Por estes dias assistimos horrorizados às notícias da partilha de vídeos de violação de uma jovem. Mais do que o hediondo ato cometido que deverá ser exemplarmente castigado, sem subterfúgios, pois quem o fez não presta e deve ser responsabilizado pela bárbara violência exercida, deixa-me angustiado a quantidade de pessoas que viu o vídeo e nada fez.
A vã tentativa de tornar os miúdos imunes à dor, de os desculpabilizar de tudo que acontece, torna-os cobardes e insensíveis. Como é possível que não houvesse uma alma sequer que entre as dezenas de milhares de partilhas falasse com alguém e entregasse o caso a polícia? A que ponto de insensibilidade e irresponsabilidade chegamos nós enquanto comunidade?
Ouvi há dias, noutra dimensão bem menos grave, um relato sobre um instrutor militar que se sentia (agora) perdido pois os seus instruendos, jovens voluntários, tinham uma tendência generalizada para começarem a chorar sempre que ele lhes berrava. Perante a real ameaça à Europa, pergunto-me se vamos estar à espera que seres divinos defendam a nossa liberdade e independência? Se o sacrifício que a defesa da nossa liberdade impõe, não nos diz respeito? Cumpri o serviço militar obrigatório, contrafeito, o que me estragou a entrada mais atempada no mundo do trabalho, mas cumpri-o sem azedume. A distância permite-me ver hoje mais claro. Entrei lá com a jactância de quem se julga o maior e, rapidamente, percebi que não o era. Dei valor à solidariedade, apanhei um banho de humildade e de camaradagem que me foi útil nas várias dimensões que a minha vida a partir daí teve.
Sou, igualmente, um orgulhoso produto da escola pública.
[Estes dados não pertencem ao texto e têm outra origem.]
//! Word-wide DMA view of chip memory.

/// Chip RAM as seen by DMA.
///
/// DMA channels only ever move aligned 16-bit words. Implementations mask
/// the address to the fitted RAM size, so wild pointers wrap rather than
/// fault, as they do on the real bus.
pub trait ChipBus {
    /// Read the word at `address` (bit 0 ignored).
    fn read_chip_word(&self, address: u32) -> u16;

    /// Write the word at `address` (bit 0 ignored).
    fn write_chip_word(&mut self, address: u32, value: u16);
}
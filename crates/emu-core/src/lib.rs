//! Core traits and types shared by the chipset crates.
//!
//! Time is counted in CPU clock ticks. One bus slot (a colour clock) is two
//! ticks; everything the chipset does happens on a slot boundary.

mod chip_bus;
mod clock;
mod observable;
mod ticks;
mod video;

pub use chip_bus::ChipBus;
pub use clock::MasterClock;
pub use observable::{Observable, Value};
pub use ticks::Ticks;
pub use video::{DisplayType, ScanStatus, ScanTarget};
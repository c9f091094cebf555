//! Sprite DMA: per-sprite fetch state machines.
//!
//! Each sprite owns two consecutive fixed slots per line. Agnus compares
//! the line counter against the sprite's vertical start and stop; Denise
//! does the horizontal work once the fetched words reach its registers.

/// Lines are compared for equality, as the hardware comparators do.
#[derive(Debug, Clone, Copy, PartialEq, Eq, Default)]
pub enum SpriteDmaState {
    #[default]
    Stopped,
    /// Next first slot fetches SPRxPOS.
    FetchStart,
    /// Next second slot fetches SPRxCTL.
    FetchStopAndControl,
    /// Control words loaded; idle until the line equals `v_start`.
    WaitingForStart,
    /// Next first slot fetches SPRxDATA; one more data word follows.
    FetchData1,
    /// Next second slot fetches SPRxDATB, the line's last data word.
    FetchData0,
}

/// Which register a fetched word belongs in.
#[derive(Debug, Clone, Copy, PartialEq, Eq)]
pub enum SpriteRegister {
    Pos,
    Ctl,
    Data,
    Datb,
}

#[derive(Debug, Clone, Default)]
pub struct SpriteDma {
    pub pointer: u32,
    pub state: SpriteDmaState,
    pub pos: u16,
    pub ctl: u16,
}

impl SpriteDma {
    /// First line of the sprite, V8 from CTL bit 2.
    #[must_use]
    pub fn v_start(&self) -> u16 {
        (self.pos >> 8) | ((self.ctl & 0x0004) << 6)
    }

    /// Line on which the sprite ends, V8 from CTL bit 1.
    #[must_use]
    pub fn v_stop(&self) -> u16 {
        (self.ctl >> 8) | ((self.ctl & 0x0002) << 7)
    }

    /// Re-arm at the top of the display.
    pub fn restart(&mut self) {
        self.state = SpriteDmaState::FetchStart;
    }

    /// SPRxPOS seen by Agnus, from the CPU, the Copper or DMA.
    pub fn write_pos(&mut self, value: u16) {
        self.pos = value;
    }

    /// SPRxCTL seen by Agnus. Parks the channel until the start line; a zero
    /// control pair stops it for the rest of the frame.
    pub fn write_ctl(&mut self, value: u16) {
        self.ctl = value;
        self.state = if self.pos == 0 && self.ctl == 0 {
            SpriteDmaState::Stopped
        } else {
            SpriteDmaState::WaitingForStart
        };
    }

    /// Vertical comparisons at the start of `line`.
    pub fn begin_line(&mut self, line: u16) {
        self.state = match self.state {
            SpriteDmaState::FetchData1 | SpriteDmaState::FetchData0 if line == self.v_stop() => {
                SpriteDmaState::FetchStart
            }
            SpriteDmaState::FetchData0 => SpriteDmaState::FetchData1,
            SpriteDmaState::WaitingForStart if line == self.v_start() => {
                if line == self.v_stop() {
                    SpriteDmaState::FetchStart
                } else {
                    SpriteDmaState::FetchData1
                }
            }
            other => other,
        };
    }

    /// True if the sprite's first (`second == false`) or second slot would
    /// carry a fetch.
    #[must_use]
    pub fn wants_slot(&self, second: bool) -> bool {
        if second {
            matches!(
                self.state,
                SpriteDmaState::FetchStopAndControl | SpriteDmaState::FetchData0
            )
        } else {
            matches!(
                self.state,
                SpriteDmaState::FetchStart | SpriteDmaState::FetchData1
            )
        }
    }

    /// Fetch one word. The caller routes it to the returned register, which
    /// for CTL also moves this state machine on via `write_ctl`.
    pub fn fetch(&mut self, read_word: impl FnOnce(u32) -> u16) -> Option<(SpriteRegister, u16)> {
        let (register, next) = match self.state {
            SpriteDmaState::FetchStart => (SpriteRegister::Pos, SpriteDmaState::FetchStopAndControl),
            SpriteDmaState::FetchStopAndControl => {
                (SpriteRegister::Ctl, SpriteDmaState::WaitingForStart)
            }
            SpriteDmaState::FetchData1 => (SpriteRegister::Data, SpriteDmaState::FetchData0),
            SpriteDmaState::FetchData0 => (SpriteRegister::Datb, SpriteDmaState::FetchData1),
            SpriteDmaState::Stopped | SpriteDmaState::WaitingForStart => return None,
        };
        let word = read_word(self.pointer);
        self.pointer = self.pointer.wrapping_add(2) & 0x001F_FFFE;
        self.state = next;
        Some((register, word))
    }
}
use amiga_chipset::custom_regs::{
    BLTAFWM, BLTALWM, BLTAPTH, BLTAPTL, BLTCON0, BLTCON1, BLTDPTH, BLTDPTL, BLTSIZE, DMACON,
    DMACONR, INTENA, INTREQR,
};
use amiga_chipset::{ChipBus, ChipRam, Chipset, ChipsetConfig, Observable, Ticks, Value};

const SOURCE: u32 = 0x2000;
const DEST: u32 = 0x3000;
const INTREQ_BLIT: u16 = 0x0040;

fn make_chipset() -> Chipset<ChipRam> {
    let mut chipset =
        Chipset::new(ChipRam::new(512 * 1024), ChipsetConfig::pal()).expect("valid config");
    // Clear of the refresh and fixed DMA slots.
    chipset.run_for(Ticks::from_slots(0x30));
    chipset
}

fn write_ptr(chipset: &mut Chipset<ChipRam>, reg_hi: u16, reg_lo: u16, addr: u32) {
    chipset.write_register(reg_hi, (addr >> 16) as u16);
    chipset.write_register(reg_lo, (addr & 0xFFFF) as u16);
}

/// Copy with D = A (minterm 0xF0) and wait for completion.
fn blit_a_to_d(chipset: &mut Chipset<ChipRam>, bltcon1: u16, a: u32, d: u32, size: u16) {
    chipset.write_register(DMACON, 0x8240);
    chipset.write_register(BLTCON0, 0x09F0);
    chipset.write_register(BLTCON1, bltcon1);
    chipset.write_register(BLTAFWM, 0xFFFF);
    chipset.write_register(BLTALWM, 0xFFFF);
    write_ptr(chipset, BLTAPTH, BLTAPTL, a);
    write_ptr(chipset, BLTDPTH, BLTDPTL, d);
    chipset.write_register(BLTSIZE, size);
    for _ in 0..1000 {
        if !chipset.agnus.blitter.is_busy() {
            return;
        }
        chipset.run_for(Ticks::new(2));
    }
    panic!("blit did not finish");
}

#[test]
fn one_word_copy_through_the_bus() {
    let mut chipset = make_chipset();
    chipset.write_register(INTENA, 0xC040);
    chipset.memory.write_chip_word(SOURCE, 0xA5A5);

    blit_a_to_d(&mut chipset, 0, SOURCE, DEST, (1 << 6) | 1);

    assert_eq!(chipset.memory.read_chip_word(DEST), 0xA5A5);
    assert_eq!(chipset.query("blitter.zero"), Some(Value::Bool(false)));
    assert_eq!(chipset.read_register(DMACONR) & 0x6000, 0);
    assert_ne!(chipset.read_register(INTREQR) & INTREQ_BLIT, 0);
    assert_eq!(chipset.get_interrupt_level(), 3);
}

#[test]
fn zero_source_reports_zero() {
    let mut chipset = make_chipset();
    chipset.memory.write_chip_word(DEST, 0xFFFF);

    blit_a_to_d(&mut chipset, 0, SOURCE, DEST, (1 << 6) | 1);

    assert_eq!(chipset.memory.read_chip_word(DEST), 0);
    assert!(chipset.agnus.blitter.zero());
    assert_eq!(chipset.read_register(DMACONR) & 0x2000, 0x2000);
}

#[test]
fn descending_copy_matches_ascending() {
    let mut chipset = make_chipset();
    let words = [0x1111, 0x2222, 0x3333, 0x4444];
    chipset.memory.load_words(SOURCE, &words);

    // DESC: pointers start at the last word.
    blit_a_to_d(&mut chipset, 0x0002, SOURCE + 6, DEST + 6, (1 << 6) | 4);

    for (i, &word) in words.iter().enumerate() {
        assert_eq!(chipset.memory.read_chip_word(DEST + 2 * i as u32), word);
    }
}

#[test]
fn blitter_stalls_without_dma_enable() {
    let mut chipset = make_chipset();
    chipset.write_register(DMACON, 0x0200);
    chipset.write_register(BLTCON0, 0x09F0);
    chipset.write_register(BLTSIZE, (1 << 6) | 1);
    chipset.run_for(Ticks::from_slots(100));
    assert!(chipset.agnus.blitter.is_busy());
    assert_eq!(chipset.query("blitter.busy"), Some(Value::Bool(true)));

    chipset.write_register(DMACON, 0x8240);
    chipset.run_for(Ticks::from_slots(2));
    assert!(!chipset.agnus.blitter.is_busy());
}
Tive mais professores de que não gostei – independentemente da sua competência académica – do que aqueles que adorei. Aprendi com todos, mas aprendi, fundamentalmente, a adaptar-me. A vida é também isso.
Respeitar e compreender os professores e a Escola, sem mudanças constantes de rumo ou a paralisação decorrente do rasgar de vestes dos pais pela incompreendida excecionalidade dos filhos, já seria uma forma de a deixar funcionar e se promoverem cidadãos competentes e resilientes. Isso depende dos professores, mas, sobretudo, da capacidade coletiva de se pensar em conjunto. Com humildade e, vá lá, alguma inteligência.